A development program was undertaken to examine the possibility of casting IN718 into large structural elements for turbomachinery such as gas turbine engines. After solving many problems associated with casting, it was discovered that porosity, segregation, and inclusions were present at unacceptable levels in the casting. These defects are detrimental to the mechanical properties and are
In order to make it practically possible to use cast components made of N718, the above-mentioned deficiencies must be eliminated. In order to reduce porosity and segregation,
Castings have been shown to reduce the number of such defects.
Subjected to IP processing. After the HIP process, attempts were made to repair remaining casting defects by welding. Repairing such defects by welding by TIG or MIG welding is well known in the art. However, difficulties were encountered in the process of repairing these defects. The difficulties were in the form of gas generation and weld spatter that occurred during the repair process. Additionally, metallographic examination of the weld revealed an abnormal and unacceptable amount of porosity in the weld (these pores are indicated by arrows in Figure 1);
Furthermore, microcracks (indicated by arrows in FIG. 2) were detected in the heat affected zone. As a result of detailed investigation, the problems occurring during weld repair and the pores in the weld zone were found to be caused by high-pressure HI during HIP process, which leads to small pores connected directly to the surface or through grain boundaries.
It was found that this was caused by the trapping of the P treatment medium (argon gas). Such gas entrapment occurred when the components locally melted during the HIP process at high temperatures. The gas that has entered the component through small pores connected to the surface or fused grain boundaries is caused by the locally melted material dissolving into the matrix due to thermal homogenization during the HIP process, and the gas entering the component. was captured upon cooling to room temperature at the end of the HIP process. Metallographic studies revealed an unusually large amount of low-melting Laffes phase in the same areas where gas entrapment was observed. lN7
In No. 18, the Lafes phase is (Ni, Fe, Cr, M
It seems to have the general formula: n, 5l) 2 (Mo, Ti, Nb).

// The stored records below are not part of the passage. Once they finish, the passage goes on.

// SPDX-License-Identifier: BUSL-1.1
// Copyright (c) 2026 Alfred Jean LLC

//! Replies the worker sends back through the bundle service for `read` /
//! `netcat` commands, grounded in `worker.py`'s `reply`/`reply_data` closure
//! and `BUNDLE_NO_LONGER_RUNNING_MESSAGE` handling.

use serde::{Deserialize, Serialize};

/// Error reported back when a `read`/`netcat`/`write` command can't be
/// fulfilled (bundle gone, path missing, I/O failure).
#[derive(Debug, Clone, PartialEq, Eq, Serialize, Deserialize)]
pub struct ReplyError {
    pub error_code: u16,
    pub error_message: String,
}

impl ReplyError {
    pub const BUNDLE_NO_LONGER_RUNNING: &'static str =
        "Bundle is no longer running, can't read/write any files";

    pub fn bundle_no_longer_running() -> Self {
        Self { error_code: 500, error_message: Self::BUNDLE_NO_LONGER_RUNNING.to_string() }
    }
}

/// A worker's reply to a `read`/`netcat` command: either an error, a plain
/// JSON message, or a message with an accompanying byte payload streamed
/// separately over the gateway socket.
#[derive(Debug, Clone, PartialEq, Serialize, Deserialize)]
#[serde(tag = "type", rename_all = "snake_case")]
pub enum Reply {
    Error { error: ReplyError },
    Message { message: serde_json::Value },
    MessageWithData { message: serde_json::Value, data_length: u64 },
}

#[cfg(test)]
#[path = "reply_tests.rs"]
mod tests;
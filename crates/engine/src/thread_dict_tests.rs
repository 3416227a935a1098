// SPDX-License-Identifier: BUSL-1.1
// Copyright (c) 2026 Alfred Jean LLC

use super::*;

#[tokio::test]
async fn insert_if_new_only_spawns_once() {
    let mut dict: ThreadDict<&str, u32> = ThreadDict::new();
    let spawned = dict.insert_if_new("a", || (tokio::spawn(async { 1u32 }), ()));
    assert!(spawned);
    let spawned_again = dict.insert_if_new("a", || (tokio::spawn(async { 2u32 }), ()));
    assert!(!spawned_again);
    assert_eq!(dict.len(), 1);
}

#[tokio::test]
async fn remove_awaits_and_returns_result() {
    let mut dict: ThreadDict<&str, u32> = ThreadDict::new();
    dict.insert("a", tokio::spawn(async { 42u32 }), ());
    let result = dict.remove(&"a").await;
    assert_eq!(result.expect("tracked").expect("joined"), 42);
    assert!(!dict.contains(&"a"));
}

#[tokio::test]
async fn remove_missing_key_returns_none() {
    let mut dict: ThreadDict<&str, u32> = ThreadDict::new();
    assert!(dict.remove(&"missing").await.is_none());
}

#[tokio::test]
async fn metadata_travels_with_entry() {
    let mut dict: ThreadDict<&str, u32, bool> = ThreadDict::new();
    dict.insert("a", tokio::spawn(async { 1u32 }), true);
    assert_eq!(dict.get(&"a").map(|e| e.meta), Some(true));
}

#[tokio::test]
async fn abort_drops_entry_without_awaiting() {
    let mut dict: ThreadDict<&str, u32> = ThreadDict::new();
    dict.insert(
        "a",
        tokio::spawn(async {
            tokio::time::sleep(std::time::Duration::from_secs(3600)).await;
            1u32
        }),
        (),
    );
    dict.abort(&"a");
    assert!(!dict.contains(&"a"));
}
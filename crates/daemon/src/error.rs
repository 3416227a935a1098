// SPDX-License-Identifier: BUSL-1.1
// Copyright (c) 2026 Alfred Jean LLC

//! Errors at the daemon's own boundary (SPEC_FULL §7), matching the
//! teacher's per-crate `thiserror` pattern (`oj-daemon::lifecycle::LifecycleError`).

use std::path::PathBuf;
use thiserror::Error;

#[derive(Debug, Error)]
pub enum DaemonError {
    #[error("configuration error: {0}")]
    Config(#[from] crate::config::ConfigError),

    #[error("failed to create directory {0}: {1}")]
    CreateDir(PathBuf, #[source] std::io::Error),

    #[error("cache error: {0}")]
    Cache(#[from] cw_engine::CacheError),

    #[error("run error: {0}")]
    Run(#[from] cw_engine::RunError),

    #[error("state commit error: {0}")]
    Commit(#[from] cw_storage::CommitError),

    #[error("gateway error: {0}")]
    Gateway(#[from] GatewayError),
}

/// Errors at the `ConnectionGateway`'s boundary (spec.md §4.6).
#[derive(Debug, Error)]
pub enum GatewayError {
    #[error("no socket is currently available for worker {0}")]
    NoSocketAvailable(String),

    #[error("socket {0} was not found")]
    SocketNotFound(String),

    #[error("failed to bind gateway listener on {0}: {1}")]
    Bind(String, #[source] std::io::Error),
}
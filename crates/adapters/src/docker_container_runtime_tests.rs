// SPDX-License-Identifier: BUSL-1.1
// Copyright (c) 2026 Alfred Jean LLC

use super::*;

#[test]
fn parse_byte_size_handles_mib() {
    assert_eq!(parse_byte_size("12.3MiB"), (12.3 * 1024.0 * 1024.0) as u64);
}

#[test]
fn parse_byte_size_handles_plain_bytes() {
    assert_eq!(parse_byte_size("512B"), 512);
}

#[test]
fn parse_byte_size_unknown_unit_falls_back_to_one() {
    assert_eq!(parse_byte_size("7"), 7);
}
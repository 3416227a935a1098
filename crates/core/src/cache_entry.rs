// SPDX-License-Identifier: BUSL-1.1
// Copyright (c) 2026 Alfred Jean LLC

//! Shared cache entry shape used by both the dependency cache and the image
//! cache (`codalabworker/dependency_manager.py`'s `DependencyState` and
//! `docker_image_manager.py`'s `DockerImageState` are the same shape under
//! different names; this type unifies them).

use crate::bundle::BundleId;
use std::collections::HashSet;
use std::path::PathBuf;

use crate::simple_display;

/// Where a cache entry is in its download lifecycle.
#[derive(Debug, Clone, Copy, PartialEq, Eq, serde::Serialize, serde::Deserialize)]
#[serde(rename_all = "snake_case")]
pub enum CacheStage {
    Downloading,
    Ready,
    Failed,
}

simple_display! {
    CacheStage {
        Downloading => "downloading",
        Ready => "ready",
        Failed => "failed",
    }
}

/// One entry in a content-addressable cache (dependency blob or image).
///
/// `Id` is the cache's key type: [`crate::dependency::DependencyKey`] for the
/// dependency cache, a docker image reference (`String`) for the image
/// cache.
#[derive(Debug, Clone, serde::Serialize, serde::Deserialize)]
pub struct CacheEntry<Id> {
    pub identifier: Id,
    pub stage: CacheStage,
    /// Runs currently depending on this entry; eviction must never touch a
    /// non-empty set.
    pub dependents: HashSet<BundleId>,
    /// Epoch milliseconds of the entry's last use, for LRU ordering.
    pub last_used_ms: u64,
    pub size_bytes: u64,
    pub status_message: String,
    /// Set when the in-flight fetch for this entry was cancelled.
    pub killed: bool,
    pub local_path: Option<PathBuf>,
}

impl<Id> CacheEntry<Id> {
    pub fn new_downloading(identifier: Id, last_used_ms: u64) -> Self {
        Self {
            identifier,
            stage: CacheStage::Downloading,
            dependents: HashSet::new(),
            last_used_ms,
            size_bytes: 0,
            status_message: String::new(),
            killed: false,
            local_path: None,
        }
    }

    /// True if no run currently depends on this entry, the precondition for
    /// eviction (§4.3 invariant: never evict a live entry).
    pub fn is_evictable(&self) -> bool {
        self.dependents.is_empty() && !matches!(self.stage, CacheStage::Downloading)
    }
}

#[cfg(test)]
#[path = "cache_entry_tests.rs"]
mod tests;
// SPDX-License-Identifier: BUSL-1.1
// Copyright (c) 2026 Alfred Jean LLC

//! `workerd`: the worker runtime binary. Parses configuration, then runs
//! the `WorkerLoop` and `ConnectionGateway` concurrently until a shutdown
//! signal arrives (spec.md §4.5 "[ADDED] Graceful exit", §4.6).
//!
//! No entrypoint exists in the example pack to ground this file's overall
//! shape against (no crate in the retrieval defines a `fn main`), so it is
//! synthesized from the `tracing`/`clap` conventions the other crates use
//! and the `WorkerLoop`/`ConnectionGateway` APIs built for SPEC_FULL §4.

use std::path::PathBuf;
use std::process::ExitCode;
use std::sync::Arc;

use clap::Parser;
use cw_adapters::{BundleServiceClient, ContainerRuntime, DockerContainerRuntime, HttpBundleServiceClient, LocalObjectStore, ObjectStore};
use cw_daemon::{Config, ConfigOverrides, ConnectionGateway, WorkerLoop};
use tokio_util::sync::CancellationToken;
use tracing::{error, info};
use tracing_subscriber::EnvFilter;

/// Run the worker runtime for a single bundle service.
#[derive(Debug, Parser)]
#[command(name = "workerd", version)]
struct Cli {
    /// Path to a TOML config file (defaults to $CW_CONFIG, if set).
    #[arg(long)]
    config: Option<PathBuf>,

    /// Directory for cache, state, and run workspaces (defaults to $CW_WORK_DIR).
    #[arg(long)]
    work_dir: Option<PathBuf>,

    /// Bundle service base URL (defaults to $CW_BUNDLE_SERVICE_URL).
    #[arg(long)]
    bundle_service_url: Option<String>,

    /// Worker tag for tag-scoped scheduling.
    #[arg(long)]
    tag: Option<String>,

    /// Number of CPUs to advertise (defaults to available parallelism).
    #[arg(long)]
    cpus: Option<u32>,
}

impl From<Cli> for ConfigOverrides {
    fn from(cli: Cli) -> Self {
        Self {
            config_path: cli.config,
            work_dir: cli.work_dir,
            bundle_service_url: cli.bundle_service_url,
            tag: cli.tag,
            cpus: cli.cpus,
        }
    }
}

fn main() -> ExitCode {
    tracing_subscriber::fmt().with_env_filter(EnvFilter::from_default_env()).init();

    let cli = Cli::parse();
    let config = match Config::resolve(cli.into()) {
        Ok(config) => config,
        Err(err) => {
            error!(error = %err, "failed to resolve configuration");
            return ExitCode::FAILURE;
        }
    };

    let runtime = match tokio::runtime::Runtime::new() {
        Ok(runtime) => runtime,
        Err(err) => {
            error!(error = %err, "failed to start the tokio runtime");
            return ExitCode::FAILURE;
        }
    };

    match runtime.block_on(run(config)) {
        Ok(()) => ExitCode::SUCCESS,
        Err(err) => {
            error!(error = %err, "workerd exited with an error");
            ExitCode::FAILURE
        }
    }
}

async fn run(config: Config) -> Result<(), cw_daemon::DaemonError> {
    let hostname = hostname();
    let service_client: Arc<dyn BundleServiceClient> = Arc::new(HttpBundleServiceClient::new(config.bundle_service_url.clone()));
    let store: Arc<dyn ObjectStore> = Arc::new(LocalObjectStore::new(config.work_dir.join("store")));
    let container_runtime: Arc<dyn ContainerRuntime> = Arc::new(DockerContainerRuntime::new());

    let mut worker_loop = WorkerLoop::new(config.clone(), hostname, service_client, store, container_runtime)?;
    info!(worker_id = %worker_loop.worker_id(), "workerd starting");

    let gateway = ConnectionGateway::new(std::time::Duration::from_secs(5));
    let gateway_listener = tokio::net::TcpListener::bind(&config.gateway_bind_addr)
        .await
        .map_err(|e| cw_daemon::GatewayError::Bind(config.gateway_bind_addr.clone(), e))?;
    info!(addr = %config.gateway_bind_addr, "connection gateway listening");

    let shutdown = CancellationToken::new();
    let gateway_shutdown = shutdown.clone();

    let gateway_task = tokio::spawn(async move {
        axum::serve(gateway_listener, gateway.router())
            .with_graceful_shutdown(async move { gateway_shutdown.cancelled().await })
            .await
    });

    let signal_shutdown = shutdown.clone();
    tokio::spawn(async move {
        if tokio::signal::ctrl_c().await.is_ok() {
            info!("received shutdown signal");
            signal_shutdown.cancel();
        }
    });

    let loop_result = worker_loop.run_forever(shutdown.clone()).await;
    shutdown.cancel();
    match gateway_task.await {
        Ok(Err(err)) => error!(error = %err, "connection gateway server error"),
        Err(err) => error!(error = %err, "connection gateway task panicked"),
        Ok(Ok(())) => {}
    }
    loop_result
}

fn hostname() -> String {
    hostname_from_env().unwrap_or_else(|| "unknown-worker-host".to_string())
}

fn hostname_from_env() -> Option<String> {
    std::env::var("HOSTNAME").ok().filter(|s| !s.is_empty())
}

Furthermore, although the Laffes phase was thought to be the main cause of the observed microcracks in the heat-affected zone, it was found that these microcracks were unrelated to the entrapment of argon gas during the HIP process. Ta.

These cracks are generally subsurface and greatly reduce the life of the welded components and are therefore undesirable. A detailed analysis of the relationship between the Rafes phase and microcracks in the heat-affected zone was published in 1985 [Acta Mctallurgica
) J Vol. 33, No. 1205-No. 087]
By Vincent on page 216 [
Precipitation Around Welds of Nickel-Based Superalloy 1nconel 718
Welds 1n the Nickel Ba5e
5uperalloy 1ncone1718)
It is described in J.

It has been found that cast IN718 containing a Láfes phase may be heat treated to dissolve substantially all the Láfes phase prior to HIP treatment. No. 565,58 filed by the same applicant in this regard.
Please refer to No. 9.

This heat treatment improves the weldability of the alloy, and the absence of the Laffes phase virtually eliminates gas entrapment during HIP processing. However, this heat treatment is time consuming and is therefore preferably omitted if possible.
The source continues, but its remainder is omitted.